— Exercise instructions —
Your answer should be the lines of the data below that contain "ComparisonVerdict".

— Data to examine —
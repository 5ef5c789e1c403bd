//! Output Formatting
//!
//! Human-readable output for run reports and execution plans.
//!
//! Generates terminal-friendly output with:
//! - One line per test with a status icon (✓/✗/⏱/💥)
//! - Diff details for mismatched tests
//! - Telemetry peaks when memory statistics were collected
//! - Summary counts and the process exit code

use crate::planner::ExecutionPlan;
use learntest_report::{Report, TestOutcome, TestReportResult};

/// Diff lines shown per failing test before truncation
const MAX_DIFF_LINES: usize = 10;

/// Format a report for human-readable terminal display
pub fn format_human_output(report: &Report) -> String {
    let mut output = String::new();

    output.push('\n');
    output.push_str("LearnTest Results\n");
    output.push_str(&"=".repeat(60));
    output.push_str("\n\n");
    output.push_str(&format!(
        "Toolkit: {}  Platform: {}  Jobs: {}\n\n",
        report.meta.config.toolkit,
        report.meta.config.comparison_platform,
        report.meta.config.jobs
    ));

    for result in &report.results {
        format_result(&mut output, result);
    }

    let s = &report.summary;
    output.push('\n');
    output.push_str("Summary\n");
    output.push_str(&"-".repeat(60));
    output.push('\n');
    output.push_str(&format!(
        "  Total: {}  Passed: {}  Failed: {}  Skipped: {}\n",
        s.total, s.passed, s.failed, s.skipped
    ));
    if s.failed > 0 {
        output.push_str(&format!(
            "  Mismatch: {}  Missing reference: {}  Missing produced: {}  Timed out: {}  Crashed: {}\n",
            s.mismatched, s.missing_reference, s.missing_produced, s.timed_out, s.crashed
        ));
    }
    if s.expected_failures > 0 {
        output.push_str(&format!("  Expected failures: {}\n", s.expected_failures));
    }
    if s.aborted > 0 || s.skipped > 0 {
        output.push_str("  Run aborted by operator\n");
    }
    output.push_str(&format!(
        "  Duration: {:.1}s  Exit code: {}\n",
        s.total_duration.as_secs_f64(),
        s.exit_code()
    ));

    output
}

fn format_result(output: &mut String, result: &TestReportResult) {
    let icon = match result.outcome {
        TestOutcome::Passed => "✓",
        TestOutcome::Mismatch | TestOutcome::MissingReference | TestOutcome::MissingProduced => {
            "✗"
        }
        TestOutcome::TimedOut => "⏱",
        TestOutcome::Crashed => "💥",
    };

    let mut line = format!(
        "  {} {} ({:.2}s)",
        icon,
        result.id,
        result.elapsed.as_secs_f64()
    );
    if !result.passed() {
        line.push_str(&format!(" {}", result.outcome.label()));
    }
    if result.expected_failure {
        line.push_str(" [expected failure]");
    }
    if result.aborted {
        line.push_str(" [aborted]");
    }
    output.push_str(&line);
    output.push('\n');

    match result.outcome {
        TestOutcome::TimedOut => {
            output.push_str(&format!(
                "      killed after {:.1}s limit\n",
                result.timeout.as_secs_f64()
            ));
        }
        TestOutcome::Crashed => {
            if let Some(signal) = result.signal {
                output.push_str(&format!("      signal: {}\n", signal));
            } else if let Some(code) = result.exit_code {
                output.push_str(&format!("      exit code: {}\n", code));
            }
            if let Some(first) = result.stderr.lines().find(|l| !l.trim().is_empty()) {
                output.push_str(&format!("      stderr: {}\n", first.trim()));
            }
        }
        _ => {}
    }

    if let Some(verdict) = result.comparison.as_ref().filter(|v| !v.passed()) {
        match &verdict.reference_path {
            Some(path) => output.push_str(&format!("      reference: {}\n", path.display())),
            None => output.push_str(&format!(
                "      no reference registered for {}\n",
                verdict.platform
            )),
        }
        for detail in verdict.diff_details.iter().take(MAX_DIFF_LINES) {
            output.push_str(&format!("      {}\n", detail));
        }
        if verdict.diff_details.len() > MAX_DIFF_LINES {
            output.push_str(&format!(
                "      ... {} more differences\n",
                verdict.diff_details.len() - MAX_DIFF_LINES
            ));
        }
    }

    if let Some(sample) = &result.telemetry {
        let peaks: Vec<String> = sample
            .allocator_stats
            .iter()
            .map(|(name, value)| format!("{}={}", name, value))
            .collect();
        if !peaks.is_empty() {
            output.push_str(&format!("      memory: {}\n", peaks.join(" ")));
        }
        if sample.is_partial() {
            output.push_str(&format!(
                "      telemetry: {} warning(s)\n",
                sample.warnings.len()
            ));
        }
    }
}

/// Format the execution plan for `list` and `--dry-run`
pub fn format_plan(plan: &ExecutionPlan) -> String {
    let mut output = String::new();

    output.push_str(&format!("Selected tests ({}):\n", plan.tests.len()));
    for case in &plan.tests {
        match case.historical_run_time {
            Some(elapsed) => output.push_str(&format!(
                "  {} ({:.2}s last run)\n",
                case.id,
                elapsed.as_secs_f64()
            )),
            None => output.push_str(&format!("  {}\n", case.id)),
        }
    }

    if !plan.skipped.is_empty() {
        output.push_str(&format!("\nSkipped tests ({}):\n", plan.skipped.len()));
        for (case, reason) in &plan.skipped {
            output.push_str(&format!("  {} ({})\n", case.id, reason));
        }
    }

    output
}

#[cfg(test)]
mod tests {
    use super::*;
    use super::super::metadata::tests::sample_meta;
    use crate::planner::SkipReason;
    use chrono::Utc;
    use learntest_compare::{ComparisonVerdict, Outcome, diff_text, Tolerance};
    use learntest_core::{ExitStatus, Platform, TestCase};
    use learntest_report::RunSummary;
    use std::time::Duration;

    fn result(id: &str, outcome: TestOutcome) -> TestReportResult {
        let now = Utc::now();
        TestReportResult {
            id: id.to_string(),
            outcome,
            exit_status: ExitStatus::Ok,
            exit_code: Some(0),
            signal: None,
            elapsed: Duration::from_millis(1500),
            timeout: Duration::from_secs(60),
            start_time: now,
            end_time: now,
            aborted: false,
            expected_failure: false,
            comparison: None,
            telemetry: None,
            stderr: String::new(),
        }
    }

    #[test]
    fn test_human_output_lists_failures_with_diffs() {
        let mut mismatch = result("Standard/Iris", TestOutcome::Mismatch);
        mismatch.comparison = Some(ComparisonVerdict {
            test_id: "Standard/Iris".to_string(),
            outcome: Outcome::Mismatch,
            platform: Platform::LinuxGcc,
            reference_path: Some("/corpus/Standard/Iris/results.ref".into()),
            expected_failure: false,
            diff_details: diff_text("report.txt", "x\t0.3\n", "x\t0.31\n", &Tolerance::default()),
        });
        let passed = result("Standard/Adult", TestOutcome::Passed);

        let mut summary = RunSummary::default();
        summary.record(&passed);
        summary.record(&mismatch);
        let report = Report {
            meta: sample_meta(),
            results: vec![passed, mismatch],
            summary,
        };

        let text = format_human_output(&report);
        assert!(text.contains("✓ Standard/Adult"));
        assert!(text.contains("✗ Standard/Iris"));
        assert!(text.contains("report.txt"));
        assert!(text.contains("0.31"));
        assert!(text.contains("Exit code: 1"));
    }

    #[test]
    fn test_timeout_line_shows_limit() {
        let mut timed_out = result("Slow/Case", TestOutcome::TimedOut);
        timed_out.timeout = Duration::from_secs(2);
        let mut summary = RunSummary::default();
        summary.record(&timed_out);
        let report = Report {
            meta: sample_meta(),
            results: vec![timed_out],
            summary,
        };
        let text = format_human_output(&report);
        assert!(text.contains("killed after 2.0s limit"));
        assert!(text.contains("Exit code: 3"));
    }

    #[test]
    fn test_plan_lists_skip_reasons() {
        let plan = ExecutionPlan {
            tests: vec![TestCase::new("A/a", "/corpus/A/a").with_history(Duration::from_secs(12))],
            skipped: vec![(
                TestCase::new("A/b", "/corpus/A/b"),
                SkipReason::TooFast(Duration::from_secs(2)),
            )],
        };
        let text = format_plan(&plan);
        assert!(text.contains("Selected tests (1)"));
        assert!(text.contains("A/a (12.00s last run)"));
        assert!(text.contains("Skipped tests (1)"));
        assert!(text.contains("A/b"));
    }
}
//! Operator Abort
//!
//! SIGINT and SIGTERM set a process-wide flag. Supervisors poll it between
//! wait slices and tear down their process group when it is set.

use std::sync::Arc;
use std::sync::atomic::{AtomicBool, Ordering};

/// Global flag set by the signal handler
static ABORT_REQUESTED: AtomicBool = AtomicBool::new(false);

/// Install SIGINT/SIGTERM handlers that set the abort flag.
/// The handler is async-signal-safe (only sets an atomic).
pub fn install_abort_handler() {
    unsafe {
        let mut sa: libc::sigaction = std::mem::zeroed();
        sa.sa_sigaction = abort_handler as *const () as usize;
        sa.sa_flags = libc::SA_RESTART;
        libc::sigemptyset(&mut sa.sa_mask);
        libc::sigaction(libc::SIGINT, &sa, std::ptr::null_mut());
        libc::sigaction(libc::SIGTERM, &sa, std::ptr::null_mut());
    }
}

extern "C" fn abort_handler(_sig: libc::c_int) {
    ABORT_REQUESTED.store(true, Ordering::Relaxed);
}

/// Abort flag shared by every supervisor of a run.
///
/// Set either by the signal handler or programmatically through
/// [`AbortSignal::request`].
#[derive(Debug, Clone, Default)]
pub struct AbortSignal {
    local: Arc<AtomicBool>,
}

impl AbortSignal {
    /// Create an unset signal
    pub fn new() -> Self {
        Self::default()
    }

    /// Request an abort of the run
    pub fn request(&self) {
        self.local.store(true, Ordering::Relaxed);
    }

    /// Whether an abort was requested
    pub fn is_requested(&self) -> bool {
        self.local.load(Ordering::Relaxed) || ABORT_REQUESTED.load(Ordering::Relaxed)
    }
}

#[cfg(test)]
mod tests {
    use super::*;

    #[test]
    fn test_request_is_shared_between_clones() {
        let signal = AbortSignal::new();
        let clone = signal.clone();
        assert!(!clone.is_requested());
        signal.request();
        assert!(clone.is_requested());
    }
}
#![warn(missing_docs)]
//! LearnTest Result Comparator
//!
//! Compares the results a toolkit run produced with the stored reference
//! results of the comparison platform:
//! - Reference tree selection per platform
//! - File-by-file structural diff over the union of both trees
//! - Numeric fields compared with an absolute/relative tolerance
//! - Every difference recorded, not just the first

mod diff;
mod tolerance;
mod verdict;

pub use diff::{
    ABSENT, CompareError, DiffDetail, IgnoreSet, diff_contents, diff_text, diff_trees, list_files,
};
pub use tolerance::{
    DEFAULT_ABSOLUTE_TOLERANCE, DEFAULT_RELATIVE_TOLERANCE, TOKEN_DELIMITERS, Tolerance,
    parse_number, split_tokens,
};
pub use verdict::{ComparisonVerdict, Outcome, ResultComparator};

#[cfg(test)]
mod tests {
    use super::*;

    #[test]
    fn test_constants() {
        assert!((DEFAULT_ABSOLUTE_TOLERANCE - 1e-6).abs() < f64::EPSILON);
        assert!((DEFAULT_RELATIVE_TOLERANCE - 1e-6).abs() < f64::EPSILON);
    }
}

— Problem solution —
    use learntest_compare::{ComparisonVerdict, Outcome, diff_text, Tolerance};
        mismatch.comparison = Some(ComparisonVerdict {
pub use verdict::{ComparisonVerdict, Outcome, ResultComparator};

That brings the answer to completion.